A spray bottle is a bottle that can squirt, spray or mist fluids.

== History ==
While spray bottles existed long before the middle of the 20th century, they used a rubber bulb which was squeezed to produce the spray; the quickly-moving air siphoned fluid from the bottle. The rapid improvement in plastics after World War II increased the range of fluids that could be dispensed, and reduced the cost of the sprayers because assembly could be fully automated.

The Drackett company, manufacturers of Windex glass cleaner, was a leader in promoting spray bottles. Roger Drackett raised soybeans, converted the soybeans to plastic using technology purchased from Henry Ford, and was an investor in the Seaquist company, an early manufacturer of sprayers and closures. Initially, the brittle nature of early plastics required that sprayers be packaged in a cardboard box, and the sprayer inserted in the glass Windex bottle by the consumer. The cost in the manufacturing sprayers was also a factor; consumers would reuse the sprayers with bottle after bottle of glass cleaner. As plastics improved and the cost of sprayers dropped, manufacturers were able to ship products with the sprayer already in the bottle.

In the late 1960s, spray bottles with trigger-style actuators appeared and quickly became popular, as this design was less fatiguing to use.
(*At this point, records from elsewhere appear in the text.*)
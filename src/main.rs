// Routes between the headless CLI (`--input` / `-i` present) and the window.

use crochetfe::app::CrochetApp;
use crochetfe::{cli, logger};
use eframe::egui;

fn main() -> Result<(), eframe::Error> {
    // -- CLI / headless mode ---------------------------------------------
    if cli::CliArgs::is_cli_mode() {
        use clap::Parser;
        let args = cli::CliArgs::parse();
        let code = cli::run(args);
        std::process::exit(if code == std::process::ExitCode::SUCCESS { 0 } else { 1 });
    }

    // -- GUI mode -----------------------------------------------------

    // Initialize session log (overwrites previous session log)
    logger::init();

    let options = eframe::NativeOptions {
        viewport: egui::ViewportBuilder::default()
            .with_inner_size([1100.0, 760.0])
            .with_min_inner_size([640.0, 480.0])
            .with_title("CrochetFE"),
        ..Default::default()
    };

    eframe::run_native("CrochetFE", options, Box::new(|cc| Box::new(CrochetApp::new(cc))))
}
The original pump-style bottle remained more popular for applications like non-aerosol deodorants, where size was a factor and repeated pumps were not required.

=== Modern spray bottles ===
Unlike the rubber bulb dispenser which primarily moved air with a small amount of fluid, modern spray bottles use a positive displacement pump that acts directly on the fluid. The pump draws liquid up a siphon tube from the bottom of the bottle and forces it through a nozzle. Depending on the sprayer, the nozzle may or may not be adjustable, so as to select between squirting a stream, aerosolizing a mist, or dispensing a spray.

In a spray bottle, the dispensing is powered by the user's efforts, as opposed to the spray can, in which the user simply actuates a valve and product is dispensed under pressure.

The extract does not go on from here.